There's no getting around it, we're jaded when it comes to news about the latest database being hacked, the latest smartphone being jailbroken within minutes, or some site being DDOS'ed. It's like we've almost gotten to the point where we think of this type of thing being the cost of doing business in a modern tech world where companies en masse don't seem to care one iota about keeping our data safe – when they aren't trying to sell it themselves that is.
Up until now though, our one and most treasured form of data has been considered—our health information; mainly because the health industry as a whole wasn't making the same mindless rush to the cloud that other industries have. That is in the process of changing, and changing fast which is suddenly providing a whole new fertile ground for hackers to dig into.
One would think of course that because it is our health information that is at risk here that those involved would be doing everything they can to make these medical information repositories safe as possible; and not only that but also the very hospitals that we go to when we are ill or hurt. The only problem is, as found out by The Washington Post after a yearlong investigation, they aren't doing anything to make our data or healthcare systems secure.
In fact the report found that the health care industry is one of the most vulnerable industries in the country to the point that the Department of Homeland Security has expressed an increasing fear that our health care industry could be the next big plum target for activist hackers, cyber warriors, criminals, and terrorists.

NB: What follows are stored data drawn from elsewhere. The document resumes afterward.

//! Command trait definition for CLI commands.
//!
//! This module defines the [`Command`] trait that all bamsort CLI commands implement.
//! The trait uses `enum_dispatch` for efficient dynamic dispatch across command variants.

use anyhow::Result;
use enum_dispatch::enum_dispatch;

/// Trait implemented by all bamsort CLI commands.
///
/// Each command provides an `execute` method that runs the command's main logic.
/// The `command_line` parameter contains the full command invocation for @PG records.
#[enum_dispatch]
pub trait Command {
    #[allow(clippy::missing_errors_doc)]
    fn execute(&self, command_line: &str) -> Result<()>;
}
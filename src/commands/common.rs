//! Common CLI options shared across commands.
//!
//! This module provides shared argument structures that can be composed into
//! command structs using `#[command(flatten)]`.

use clap::Args;

/// Options for output compression.
///
/// Controls BGZF compression level for BAM output files.
#[derive(Debug, Clone, Default, Args)]
pub struct CompressionOptions {
    /// Compression level for output BAM (1-12).
    ///
    /// Level 1 is fastest with larger files.
    /// Level 12 produces smallest files but is slowest.
    #[arg(long, default_value_t = 1)]
    pub compression_level: u32,
}
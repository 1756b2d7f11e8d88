//! Logging utilities for formatted output.
//!
//! Consistent, user-friendly formatting for counts, durations, rates, and
//! operation summaries.

use std::time::{Duration, Instant};

/// Formats a count with thousands separators.
///
/// # Examples
///
/// ```
/// use bamsort_lib::logging::format_count;
///
/// assert_eq!(format_count(1234567), "1,234,567");
/// assert_eq!(format_count(999), "999");
/// ```
#[must_use]
pub fn format_count(count: u64) -> String {
    let digits = count.to_string();
    let mut out = String::with_capacity(digits.len() + digits.len() / 3);
    for (i, c) in digits.chars().enumerate() {
        if i > 0 && (digits.len() - i) % 3 == 0 {
            out.push(',');
        }
        out.push(c);
    }
    out
}

/// Formats a duration in human-readable form.
///
/// # Examples
///
/// ```
/// use bamsort_lib::logging::format_duration;
/// use std::time::Duration;
///
/// assert_eq!(format_duration(Duration::from_secs(45)), "45s");
/// assert_eq!(format_duration(Duration::from_secs(135)), "2m 15s");
/// assert_eq!(format_duration(Duration::from_secs(5400)), "1h 30m");
/// ```
#[must_use]
pub fn format_duration(duration: Duration) -> String {
    let secs = duration.as_secs();
    if secs < 60 {
        format!("{secs}s")
    } else if secs < 3600 {
        let mins = secs / 60;
        let remaining_secs = secs % 60;
        if remaining_secs == 0 { format!("{mins}m") } else { format!("{mins}m {remaining_secs}s") }
    } else {
        let hours = secs / 3600;
        let mins = (secs % 3600) / 60;
        if mins == 0 { format!("{hours}h") } else { format!("{hours}h {mins}m") }
    }
}

/// Formats a rate (items per second) with appropriate units.
///
/// # Examples
///
/// ```
/// use bamsort_lib::logging::format_rate;
/// use std::time::Duration;
///
/// assert_eq!(format_rate(1000, Duration::from_secs(1)), "1,000 items/s");
/// ```
#[must_use]
#[allow(clippy::cast_precision_loss, clippy::cast_possible_truncation, clippy::cast_sign_loss)]
pub fn format_rate(count: u64, duration: Duration) -> String {
    let secs = duration.as_secs_f64();
    if secs < 0.001 {
        return format!("{} items/s", format_count(count));
    }

    let rate = count as f64 / secs;
    if rate >= 1.0 {
        format!("{} items/s", format_count(rate as u64))
    } else {
        let items_per_min = count as f64 / (secs / 60.0);
        format!("{items_per_min:.1} items/min")
    }
}

/// Operation timing and summary helper.
///
/// # Examples
///
/// ```no_run
/// use bamsort_lib::logging::OperationTimer;
///
/// let timer = OperationTimer::new("Sorting records");
/// // ... do work ...
/// timer.log_completion(10_000);
/// ```
pub struct OperationTimer {
    operation: String,
    start_time: Instant,
}

impl OperationTimer {
    /// Creates a new operation timer and logs the start.
    #[must_use]
    pub fn new(operation: &str) -> Self {
        log::info!("{operation} ...");
        Self { operation: operation.to_string(), start_time: Instant::now() }
    }

    /// Logs the completion with item count and rate.
    pub fn log_completion(&self, count: u64) {
        let duration = self.start_time.elapsed();
        log::info!(
            "{} completed: {} in {} ({})",
            self.operation,
            format_count(count),
            format_duration(duration),
            format_rate(count, duration)
        );
    }
}
#![deny(unsafe_code)]
// Clippy lint configuration for CI
// These lints are allowed because:
// - cast_*: Genomic coordinate code intentionally casts between numeric types
// - missing_*_doc: Documentation improvements tracked separately
// - needless_pass_by_value: Some APIs designed for ownership transfer
// - items_after_statements: Some test code uses late item declarations
#![allow(
    clippy::cast_precision_loss,
    clippy::cast_possible_truncation,
    clippy::cast_possible_wrap,
    clippy::cast_sign_loss,
    clippy::missing_errors_doc,
    clippy::missing_panics_doc,
    clippy::needless_pass_by_value,
    clippy::items_after_statements,
    clippy::uninlined_format_args
)]

//! # bamsort - memory-bounded BAM coordinate sorting
//!
//! Sorts BAM and SAM alignment files into genomic coordinate order without
//! writing temporary files. Instead of spilling sorted chunks to disk, the
//! sorter keeps only fixed-size sort keys in memory and re-reads the source
//! once per output batch, trading read passes for a hard memory bound.
//!
//! ## Modules
//!
//! - **[`sort`]** - key extraction, radix sort, and the reorder engine
//! - **[`bam_io`]** - BAM/SAM readers and writers over BGZF
//! - **[`header`]** - `@HD` sort-order rewrite and `@PG` provenance
//! - **[`errors`]** - typed sort errors
//! - **[`validation`]** - input validation utilities
//! - **[`logging`]** - count/duration formatting and operation timers
//!
//! ## Quick Start
//!
//! ```no_run
//! use bamsort_lib::sort::CoordinateSorter;
//! use std::path::Path;
//!
//! # fn main() -> anyhow::Result<()> {
//! let stats = CoordinateSorter::new()
//!     .memory_limit(768 * 1024 * 1024)
//!     .threads(4)
//!     .sort(Path::new("input.bam"), Path::new("sorted.bam"))?;
//! println!("sorted {} records", stats.total_records);
//! # Ok(())
//! # }
//! ```

pub mod bam_io;
pub mod errors;
pub mod header;
pub mod logging;
pub mod sort;
pub mod validation;

pub use errors::SortError;
pub use sort::{CoordinateSorter, SortStats};
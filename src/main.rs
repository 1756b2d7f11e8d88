#![deny(unsafe_code)]
pub mod commands;
mod version;

use anyhow::Result;
use clap::Parser;
use clap::builder::styling::{AnsiColor, Effects, Styles};

/// Custom styles for CLI help output
const STYLES: Styles = Styles::styled()
    .header(AnsiColor::Green.on_default().effects(Effects::BOLD))
    .usage(AnsiColor::Green.on_default().effects(Effects::BOLD))
    .literal(AnsiColor::Cyan.on_default().effects(Effects::BOLD))
    .placeholder(AnsiColor::Cyan.on_default());
use commands::command::Command;
use commands::sort::Sort;
use enum_dispatch::enum_dispatch;
use env_logger::Env;
use log::info;

#[global_allocator]
static GLOBAL: mimalloc::MiMalloc = mimalloc::MiMalloc;

#[derive(Parser, Debug)]
#[command(styles = STYLES)]
struct Args {
    #[clap(subcommand)]
    subcommand: Subcommand,
}

#[enum_dispatch(Command)]
#[derive(Parser, Debug)]
#[command(version)]
enum Subcommand {
    #[command(display_order = 1)]
    Sort(Sort),
}

fn main() -> Result<()> {
    env_logger::Builder::from_env(Env::default().default_filter_or("info")).init();

    // Capture full command line BEFORE clap parsing for @PG records
    let command_line = std::env::args().collect::<Vec<_>>().join(" ");

    let args = Args::parse();

    info!("Running bamsort version {}", version::VERSION);
    args.subcommand.execute(&command_line)
}
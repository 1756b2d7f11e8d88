//! SAM header manipulation: sort-order declaration and @PG provenance.
//!
//! The output of a coordinate sort must carry `@HD ... SO:coordinate`. The
//! rewrite here is a structured edit of the parsed header rather than text
//! surgery, so every other header record and every other `@HD` field pass
//! through untouched.

use anyhow::Result;
use bstr::BString;
use noodles::sam::Header;
use noodles::sam::header::record::value::Map;
use noodles::sam::header::record::value::map;
use noodles::sam::header::record::value::map::Program;
use noodles::sam::header::record::value::map::header::tag as header_tag;
use noodles::sam::header::record::value::map::program::tag as pg_tag;
use std::collections::HashSet;

/// Returns true if the header's `@HD` line declares `SO:coordinate`.
#[must_use]
pub fn is_coordinate_sorted(header: &Header) -> bool {
    header
        .header()
        .and_then(|hd| hd.other_fields().get(b"SO"))
        .is_some_and(|so| so.as_slice() == b"coordinate")
}

/// Rewrite the `@HD` line to declare `SO:coordinate`.
///
/// Covers all four layouts with one edit: no `@HD` line (one is
/// synthesized), `@HD` without `SO`, `@HD` with a different `SO`, and `SO`
/// already `coordinate` (the rewrite is a fixpoint). Other `@HD` fields are
/// preserved.
///
/// # Errors
/// Returns an error if the rebuilt `@HD` map is rejected.
pub fn set_coordinate_sorted(header: &mut Header) -> Result<()> {
    let mut builder = Map::<map::Header>::builder();

    if let Some(hd) = header.header() {
        for (tag, value) in hd.other_fields() {
            if *tag != header_tag::SORT_ORDER {
                builder = builder.insert(*tag, value.clone());
            }
        }
    }

    let hd = builder.insert(header_tag::SORT_ORDER, BString::from("coordinate")).build()?;
    *header.header_mut() = Some(hd);
    Ok(())
}

/// Get the ID of the last program in the @PG chain (for PP chaining).
///
/// Finds the program that is not referenced by any other program's PP tag,
/// i.e., the leaf of the chain.
#[must_use]
pub fn get_last_program_id(header: &Header) -> Option<String> {
    let programs = header.programs();
    let program_map = programs.as_ref();

    if program_map.is_empty() {
        return None;
    }

    let mut referenced: HashSet<&[u8]> = HashSet::new();
    for (_id, pg) in program_map {
        if let Some(pp) = pg.other_fields().get(&pg_tag::PREVIOUS_PROGRAM_ID) {
            referenced.insert(pp.as_ref());
        }
    }

    for (id, _pg) in program_map {
        if !referenced.contains(id.as_slice()) {
            return Some(String::from_utf8_lossy(id).to_string());
        }
    }

    // Fallback: return any program ID (shouldn't happen with valid headers)
    program_map.keys().next().map(|id| String::from_utf8_lossy(id).to_string())
}

/// Create a unique program ID by appending .1, .2, etc. if needed.
#[must_use]
pub fn make_unique_program_id(header: &Header, base_id: &str) -> String {
    let programs = header.programs();
    let program_map = programs.as_ref();

    if !program_map.contains_key(base_id.as_bytes()) {
        return base_id.to_string();
    }

    for i in 1..=1000 {
        let candidate = format!("{base_id}.{i}");
        if !program_map.contains_key(candidate.as_bytes()) {
            return candidate;
        }
    }

    // Extremely unlikely fallback
    format!("{base_id}.{}", std::process::id())
}

/// Build a @PG record with all standard fields.
///
/// # Errors
/// Returns an error if the program record cannot be built.
pub fn build_program_record(
    version: &str,
    command_line: &str,
    previous_program: Option<&str>,
) -> Result<Map<Program>> {
    let mut builder = Map::<Program>::builder()
        .insert(pg_tag::NAME, "bamsort")
        .insert(pg_tag::VERSION, version)
        .insert(pg_tag::COMMAND_LINE, command_line);

    if let Some(pp) = previous_program {
        builder = builder.insert(pg_tag::PREVIOUS_PROGRAM_ID, pp);
    }

    Ok(builder.build()?)
}

/// Add a @PG record to a header with automatic PP chaining.
///
/// Finds the last program in the existing @PG chain, creates a unique ID
/// (appending .1, .2 if "bamsort" exists), and adds the new @PG with PP
/// pointing to the previous program.
///
/// # Errors
/// Returns an error if the program record cannot be added to the header.
pub fn add_pg_record(header: &mut Header, version: &str, command_line: &str) -> Result<()> {
    let previous_program = get_last_program_id(header);
    let unique_id = make_unique_program_id(header, "bamsort");
    let pg_record = build_program_record(version, command_line, previous_program.as_deref())?;

    header.programs_mut().add(BString::from(unique_id), pg_record)?;
    Ok(())
}
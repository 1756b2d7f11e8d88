//! Memory-bounded coordinate sorting.
//!
//! A sort-by-indirection design: one streaming pass collects a 12-byte key
//! per record, an in-memory LSD radix sort orders the keys, and a chunked
//! reorder pass re-reads the source once per output batch to materialize
//! records in sorted order. No temporary files are used, and peak memory is
//! the key array plus one batch of decoded records.

pub mod extract;
pub mod keys;
pub mod pipeline;
pub mod radix;
pub mod reorder;

pub use extract::{ExtractResult, extract_keys};
pub use keys::{SortContext, SortKey};
pub use pipeline::{CoordinateSorter, SortStats};
pub use radix::radix_sort_keys;
pub use reorder::reorder_records;
//! Custom error types for bamsort operations.

use thiserror::Error;

/// Result type alias for bamsort operations
pub type Result<T> = std::result::Result<T, SortError>;

/// Error type for bamsort operations
#[derive(Error, Debug)]
pub enum SortError {
    /// Invalid parameter value provided
    #[error("Invalid parameter '{parameter}': {reason}")]
    InvalidParameter {
        /// The parameter name
        parameter: String,
        /// Explanation of why it's invalid
        reason: String,
    },

    /// File format error
    #[error("Invalid {file_type} file '{path}': {reason}")]
    InvalidFileFormat {
        /// Type of file (e.g., "BAM", "SAM")
        file_type: String,
        /// Path to the file
        path: String,
        /// Explanation of the problem
        reason: String,
    },

    /// Input ended before all indexed records could be re-read
    #[error("Truncated input: expected {expected} records, got {actual}")]
    TruncatedInput {
        /// Record count observed during key extraction
        expected: u64,
        /// Records successfully read before EOF
        actual: u64,
    },

    /// A record could not be decoded
    #[error("Malformed record at ordinal {ordinal}: {reason}")]
    MalformedRecord {
        /// 0-based ordinal of the record in the source
        ordinal: u64,
        /// Decoder error message
        reason: String,
    },

    /// A record references a sequence id outside the header's @SQ lines
    #[error(
        "Record {ordinal} references sequence id {reference_id} \
         but the header declares only {reference_count} sequences"
    )]
    ReferenceOutOfRange {
        /// The out-of-range reference sequence id
        reference_id: usize,
        /// Number of reference sequences in the header
        reference_count: u32,
        /// 0-based ordinal of the offending record
        ordinal: u64,
    },
}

We have already seen the beginnings of this move to hacking health care and medical equipment but until there is a serious mind shift in the medical industry when it comes to security it is only a matter of time before our medical information and devices become a prime target for hackers instead an idle curiosity. Until then, we will continue to hear a growing number of horror stories like:
- University of Chicago Medical Center posting documents for residents online that included the login information for a shared Dropbox account
- The Peace Corps prepping to use the open-source medical records management systems OpenEMR even though it has scores of known security flaws
- A researcher found a system that can be used to operate an electronic medicine cabinet for hospital prescriptions in Oklahoma.